__PROBLEM TO SOLVE__. Which lines of the entries below contain the string "through"? Copy each one.

== DATASET ENTRIES ==

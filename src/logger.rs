//! Logging utilities with colored output.
//!
//! This module provides the `log!` macro for formatted terminal output
//! with colored module prefixes. It is for the phases before the
//! alternate screen is entered and after it is left; inside the TUI all
//! output goes through the renderer.
//!
//! # Example
//!
//! ```ignore
//! log!("profile"; "loaded {} sections", count);
//! log!("error"; "could not read {}", path.display());
//! ```

use colored::{ColoredString, Colorize};
use std::{
    io::{Write, stdout},
    sync::OnceLock,
};

/// Cached terminal width (fetched once on first use)
static TERMINAL_WIDTH: OnceLock<u16> = OnceLock::new();

/// Length of brackets around module name: "[]"
const BRACKET_LEN: usize = 2;
/// Space after prefix: "[module] " <- this space
const SPACE_AFTER_PREFIX: usize = 1;

/// Total prefix length for a module name: `[`, name, `]`, trailing space.
#[inline]
const fn calc_prefix_len(module_len: usize) -> usize {
    module_len + BRACKET_LEN + SPACE_AFTER_PREFIX
}

/// Get terminal width, cached after first call.
/// Falls back to 120 columns if detection fails.
fn get_terminal_width() -> u16 {
    *TERMINAL_WIDTH.get_or_init(|| crossterm::terminal::size().map(|(w, _)| w).unwrap_or(120))
}

/// Log a message with a colored module prefix.
///
/// # Usage
/// ```ignore
/// log!("module"; "message with {} formatting", args);
/// ```
#[macro_export]
macro_rules! log {
    ($module:expr; $($arg:tt)*) => {{
        $crate::logger::log($module, &format!($($arg)*))
    }};
}

/// Log a message with a colored module prefix.
///
/// Single-line messages are truncated to the terminal width; multiline
/// messages pass through untouched.
#[inline]
pub fn log(module: &str, message: &str) {
    let prefix = colorize_prefix(module, &module.to_ascii_lowercase());
    let width = get_terminal_width() as usize;

    let mut stdout = stdout().lock();

    if message.contains('\n') {
        writeln!(stdout, "{prefix} {message}").ok();
    } else {
        let max_msg_len = width.saturating_sub(calc_prefix_len(module.len()));
        let message = if message.len() > max_msg_len {
            truncate_str(message, max_msg_len)
        } else {
            message
        };
        writeln!(stdout, "{prefix} {message}").ok();
    }

    stdout.flush().ok();
}

/// Apply color to a module prefix based on module type.
#[inline]
fn colorize_prefix(module: &str, module_lower: &str) -> ColoredString {
    let prefix = format!("[{module}]");
    match module_lower {
        "profile" => prefix.bright_blue().bold(),
        "theme" => prefix.bright_green().bold(),
        "error" => prefix.bright_red().bold(),
        _ => prefix.bright_yellow().bold(),
    }
}

/// Truncate a string to fit within `max_len` bytes.
///
/// Ensures the result is valid UTF-8 by finding the nearest character
/// boundary. Profile content carries accented characters, so plain byte
/// slicing would panic mid-cluster.
#[inline]
fn truncate_str(s: &str, max_len: usize) -> &str {
    if s.len() <= max_len {
        return s;
    }
    let mut end = max_len;
    while end > 0 && !s.is_char_boundary(end) {
        end -= 1;
    }
    &s[..end]
}

// ============================================================================
// Tests
// ============================================================================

===

__WRITTEN RESPONSE__.
//! output goes through the renderer.
/// messages pass through untouched.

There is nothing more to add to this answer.